Business Travel: 'There'll be barbed wire on border if Europe gets its way'
Ryanair press conferences never fail to deliver - and having CEO Michael O'Leary announcing results is akin to getting a raucous Twitter mob to deliver a church sermon.
It's 65 minutes of scatter-gun shots aimed at a variety of targets both old and new. Few are spared. A rival newspaper is slagged off for not arriving on time. Michael eyes the media pack eating macaroons, arguing "it's far from macaroons you were raised". A respected business journalist (not in the room) gets panned for his views, while civil servants and unions - and even the Dublin football team - suffer the boot too.

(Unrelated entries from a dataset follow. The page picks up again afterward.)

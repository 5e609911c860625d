//! Output formatting for harvested listings (table, JSON, CSV).

use crate::catalog::Listing;
use crate::config::OutputFormat;

/// Formats listings for output.
pub struct Formatter {
    format: OutputFormat,
}

impl Formatter {
    /// Creates a new formatter.
    pub fn new(format: OutputFormat) -> Self {
        Self { format }
    }

    /// Formats a collection of listings.
    pub fn format_listings(&self, listings: &[Listing]) -> String {
        if listings.is_empty() {
            return match self.format {
                OutputFormat::Json => "[]".to_string(),
                OutputFormat::Csv => self.csv_header(),
                OutputFormat::Table => "No listings found.".to_string(),
            };
        }

        match self.format {
            OutputFormat::Json => self.json_listings(listings),
            OutputFormat::Table => self.table_listings(listings),
            OutputFormat::Csv => self.csv_listings(listings),
        }
    }

    // JSON formatting

    fn json_listings(&self, listings: &[Listing]) -> String {
        serde_json::to_string_pretty(listings).unwrap_or_else(|_| "[]".to_string())
    }

    // Table formatting

    fn table_listings(&self, listings: &[Listing]) -> String {
        let mut lines = Vec::new();

        lines.push(format!("{:<12} {:<12} {:<14} {}", "ID", "PRICE", "BRAND", "TITLE"));
        lines.push(format!("{:-<12} {:-<12} {:-<14} {:-<40}", "", "", "", ""));

        for listing in listings {
            let price = match &listing.price {
                Some(p) => format!("{} {:.2}", p.currency, p.amount),
                None => "N/A".to_string(),
            };
            let brand = listing.brand.as_deref().unwrap_or("-");

            lines.push(format!(
                "{:<12} {:<12} {:<14} {}",
                truncate(&listing.id, 12),
                price,
                truncate(brand, 14),
                truncate(&listing.title, 60)
            ));
        }

        lines.push(String::new());
        lines.push(format!("{} listings", listings.len()));

        lines.join("\n")
    }

    // CSV formatting

    fn csv_header(&self) -> String {
        "id,title,price,currency,brand,url".to_string()
    }

    fn csv_listings(&self, listings: &[Listing]) -> String {
        let mut lines = vec![self.csv_header()];

        for listing in listings {
            let (price, currency) = match &listing.price {
                Some(p) => (format!("{:.2}", p.amount), p.currency.clone()),
                None => (String::new(), String::new()),
            };

            lines.push(format!(
                "{},{},{},{},{},{}",
                csv_escape(&listing.id),
                csv_escape(&listing.title),
                price,
                currency,
                csv_escape(listing.brand.as_deref().unwrap_or("")),
                csv_escape(listing.url.as_deref().unwrap_or(""))
            ));
        }

        lines.join("\n")
    }
}

/// Truncates a string to `max` characters, appending an ellipsis if cut.
fn truncate(s: &str, max: usize) -> String {
    if s.chars().count() <= max {
        s.to_string()
    } else {
        let cut: String = s.chars().take(max.saturating_sub(3)).collect();
        format!("{}...", cut)
    }
}

/// Quotes a CSV field if it contains a comma, quote, or newline.
fn csv_escape(s: &str) -> String {
    if s.contains(',') || s.contains('"') || s.contains('\n') {
        format!("\"{}\"", s.replace('"', "\"\""))
    } else {
        s.to_string()
    }
}
//! Object store gateway: streaming uploads and presigned GET URLs.

use async_trait::async_trait;
use aws_config::BehaviorVersion;
use aws_config::meta::region::RegionProviderChain;
use aws_sdk_s3::Client;
use aws_sdk_s3::presigning::PresigningConfig;
use aws_sdk_s3::primitives::ByteStream;
use std::time::Duration;
use thiserror::Error;
use tokio::fs::File;
use tracing::{error, info};

type BoxError = Box<dyn std::error::Error + Send + Sync>;

#[derive(Debug, Error)]
pub enum StoreError {
    #[error("failed to prepare upload body for {key}: {source}")]
    Body {
        key: String,
        #[source]
        source: BoxError,
    },

    #[error("put {bucket}/{key} failed: {source}")]
    Put {
        bucket: String,
        key: String,
        #[source]
        source: BoxError,
    },
}

#[derive(Debug, Error)]
pub enum SignError {
    #[error("invalid presign expiry {ttl:?}: {source}")]
    Expiry {
        ttl: Duration,
        #[source]
        source: BoxError,
    },

    #[error("presigning {bucket}/{key} failed: {source}")]
    Presign {
        bucket: String,
        key: String,
        #[source]
        source: BoxError,
    },
}

/// Durable object storage as seen by the upload pipeline
#[async_trait]
pub trait ObjectStore: Send + Sync {
    /// Stream `body` to `bucket/key`. The file is read incrementally, never buffered whole.
    async fn put_object(
        &self,
        bucket: &str,
        key: &str,
        content_type: &str,
        body: File,
    ) -> Result<(), StoreError>;

    /// Mint a GET URL for `bucket/key` that expires after `ttl`. Performs no I/O against the store.
    async fn presign_get(&self, bucket: &str, key: &str, ttl: Duration)
    -> Result<String, SignError>;
}

/// Connection settings for the S3 client
#[derive(Debug, Clone)]
pub struct S3Config {
    /// AWS region (or region identifier for S3-compatible providers)
    pub region: String,
    /// Custom endpoint for S3-compatible providers, e.g. `http://localhost:9000` for MinIO
    pub endpoint_url: Option<String>,
}

/// S3 implementation of [`ObjectStore`]
#[derive(Clone)]
pub struct S3ObjectStore {
    client: Client,
}

impl S3ObjectStore {
    /// Build a client from the default AWS credential chain
    pub async fn new(config: &S3Config) -> Self {
        let region_provider =
            RegionProviderChain::first_try(aws_sdk_s3::config::Region::new(config.region.clone()));
        let sdk_config = aws_config::defaults(BehaviorVersion::latest())
            .region(region_provider)
            .load()
            .await;

        let mut builder = aws_sdk_s3::config::Builder::from(&sdk_config);
        if let Some(endpoint) = &config.endpoint_url {
            // S3-compatible providers generally need path-style addressing
            builder = builder.endpoint_url(endpoint).force_path_style(true);
        }

        info!(
            "S3 client initialized for region {} (endpoint: {})",
            config.region,
            config.endpoint_url.as_deref().unwrap_or("aws")
        );

        Self::from_client(Client::from_conf(builder.build()))
    }

    pub fn from_client(client: Client) -> Self {
        Self { client }
    }
}

#[async_trait]
impl ObjectStore for S3ObjectStore {
    async fn put_object(
        &self,
        bucket: &str,
        key: &str,
        content_type: &str,
        body: File,
    ) -> Result<(), StoreError> {
        info!("Uploading object to S3: {}/{}", bucket, key);
        let start = std::time::Instant::now();

        let byte_stream = ByteStream::read_from()
            .file(body)
            .build()
            .await
            .map_err(|e| StoreError::Body {
                key: key.to_string(),
                source: Box::new(e),
            })?;

        self.client
            .put_object()
            .bucket(bucket)
            .key(key)
            .body(byte_stream)
            .content_type(content_type)
            .send()
            .await
            .map_err(|e| {
                error!(
                    error = %e,
                    bucket = %bucket,
                    key = %key,
                    duration_ms = start.elapsed().as_secs_f64() * 1000.0,
                    "S3 upload failed"
                );
                StoreError::Put {
                    bucket: bucket.to_string(),
                    key: key.to_string(),
                    source: Box::new(e),
                }
            })?;

        info!(
            bucket = %bucket,
            key = %key,
            duration_ms = start.elapsed().as_secs_f64() * 1000.0,
            "S3 upload successful"
        );

        Ok(())
    }

    async fn presign_get(
        &self,
        bucket: &str,
        key: &str,
        ttl: Duration,
    ) -> Result<String, SignError> {
        let presigning_config =
            PresigningConfig::expires_in(ttl).map_err(|e| SignError::Expiry {
                ttl,
                source: Box::new(e),
            })?;

        let presigned_request = self
            .client
            .get_object()
            .bucket(bucket)
            .key(key)
            .presigned(presigning_config)
            .await
            .map_err(|e| SignError::Presign {
                bucket: bucket.to_string(),
                key: key.to_string(),
                source: Box::new(e),
            })?;

        Ok(presigned_request.uri().to_string())
    }
}

#[cfg(test)]
mod tests {
    use super::*;
    use aws_sdk_s3::config::{BehaviorVersion, Credentials, Region};
    use chrono::{NaiveDateTime, Utc};

    fn offline_store() -> S3ObjectStore {
        let config = aws_sdk_s3::Config::builder()
            .behavior_version(BehaviorVersion::latest())
            .region(Region::new("us-east-1"))
            .credentials_provider(Credentials::new(
                "AKIDEXAMPLE",
                "wJalrXUtnFEMI/K7MDENG+bPxRfiCYEXAMPLEKEY",
                None,
                None,
                "static",
            ))
            .endpoint_url("http://localhost:9000")
            .force_path_style(true)
            .build();
        S3ObjectStore::from_client(Client::from_conf(config))
    }

    fn query_param<'a>(url: &'a str, name: &str) -> Option<&'a str> {
        let (_, query) = url.split_once('?')?;
        query
            .split('&')
            .filter_map(|pair| pair.split_once('='))
            .find(|(k, _)| *k == name)
            .map(|(_, v)| v)
    }

    #[tokio::test]
    async fn presigned_url_addresses_object_and_encodes_expiry() {
        let store = offline_store();
        let url = store
            .presign_get(
                "clipvault-videos",
                "landscape/AAAAAAAAAAAAAAAAAAAAAA.mp4",
                Duration::from_secs(3600),
            )
            .await
            .unwrap();

        let (base, _) = url.split_once('?').unwrap();
        assert_eq!(
            base,
            "http://localhost:9000/clipvault-videos/landscape/AAAAAAAAAAAAAAAAAAAAAA.mp4"
        );
        assert_eq!(query_param(&url, "X-Amz-Expires"), Some("3600"));
        assert!(query_param(&url, "X-Amz-Signature").is_some());

        let signed_at = query_param(&url, "X-Amz-Date").unwrap();
        let signed_at = NaiveDateTime::parse_from_str(signed_at, "%Y%m%dT%H%M%SZ")
            .unwrap()
            .and_utc();
        let skew = (Utc::now() - signed_at).num_seconds().abs();
        assert!(skew < 300, "signing time too far from now: {skew}s");
    }

    #[tokio::test]
    async fn presigning_is_repeatable() {
        let store = offline_store();
        let first = store
            .presign_get("b", "other/x.mp4", Duration::from_secs(60))
            .await
            .unwrap();
        let second = store
            .presign_get("b", "other/x.mp4", Duration::from_secs(60))
            .await
            .unwrap();

        assert_eq!(query_param(&first, "X-Amz-Expires"), Some("60"));
        assert_eq!(
            first.split_once('?').unwrap().0,
            second.split_once('?').unwrap().0
        );
    }

    #[tokio::test]
    async fn expiry_beyond_a_week_is_rejected() {
        let store = offline_store();
        let result = store
            .presign_get("b", "k", Duration::from_secs(8 * 24 * 3600))
            .await;
        assert!(matches!(result, Err(SignError::Expiry { .. })));
    }
}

Here's a sample: On pedestrianising Dublin - "I'm all in favour of shooting cyclists"; the airport's Terminal 2 - " a rubbish facility, built for shoppers, not airlines"; or some of his old foes at the Dublin Airport Authority - "deadbeats ... you cannot trust the DAA with any plan".
Agree or not, it's all highly entertaining, and a far cry from the fuel-hedging stats or passenger figures you'd be fed from the likes of Lufthansa.
In between the potshots, O'Leary is a mine of information - with strongly held views - on the state of aviation.
As one of the most high-profile Remain campaigners he has an apocalyptic view of a Europe without the UK, and believes that aviation agreements which allow intra-European flights are the elephant in the room.
"There is going to be a hard Brexit - we think it's inevitable at the moment unless the UK changes its disposition and remains in Open Skies and that could well lead to significant disruption to flights from March 2019 onwards," he said.
If the UK doesn't recognise European Court of Justice rulings, and accept free movement of people, they're out of Open Skies, he said. Given that border controls was a key seller to Brexit voters, London won't accept freedom of movement, so it's in a bind.
"We think there is a real likelihood that for a period of time after March 2019 ... there's no basis under which airlines can fly from the UK to Europe or Europe to the UK. There's no doubt that our friends in Lufthansa and Air France are actively lobbying the Europeans to hold a hard line there and cut off flights to and from the UK."
And he did manage to lighten the mood, adding: "The British electorate will begin to understand that Brexit is a dumb idea. It's all great talking about controlling your borders but when that means you have to go on your holidays in Scotland instead of Spain or Italy or Greece it might soften their cough a little bit."
Reckoning that we all might be "back on the boats", he said a hard border in Ireland looks more likely and "there'll be barbed wire on the Border if the Europeans get their way".
Ryanair's tie-in with long-haul carrier Air Europa will open up a lot of South American routes to Irish business travellers - "exciting places where Michael D Higgins tends to go to on his summer holidays", as O'Leary put it.
And chief commercial officer David O'Brien said that more transfer-passenger moves are in the offing, with Aer Lingus and Norwegian named, which will see Ryanair's short-haul passengers transferring on to transatlantic routes.
n The DAA is going to have a headache filling the shoes of CEO Kevin Toland, who's departing later this year. He'll be earning a lot of dough with baker Aryzta - and good luck to him - but the airport authority reckons it will be tough to find a replacement, given the semi-State salary cap of €250,000 a year. DAA insiders tell me Toland will be a "huge loss" and even Michael O'Leary said he was "a breath of fresh air".
"For Ireland to ignore what chief executives [in the private sector] are paid is not good policy," DAA chairman Padraig Ó Riordáin told me, adding that the value the likes of Toland give to the economy in terms of jobs and passenger spending here should be reflected in his, or her, salary.
But O'Leary might have a solution. "I think the salary cap is a good idea. I'll happily run the DAA for free. I'd certainly get it back on a growth trajectory and I'd do it on a part-time basis while I'm still running Ryanair," he told me.
Don't hold your breath, Michael.
Meanwhile, Dublin Airport got a little more breathing space this week, with four new boarding gates in the Pier 1 boarding area, and another gate due this autumn at T2 - nine in all. But expect a lot more of those dreaded buses to your planes, with Kevin Toland saying that the airport is the most under-used in Europe.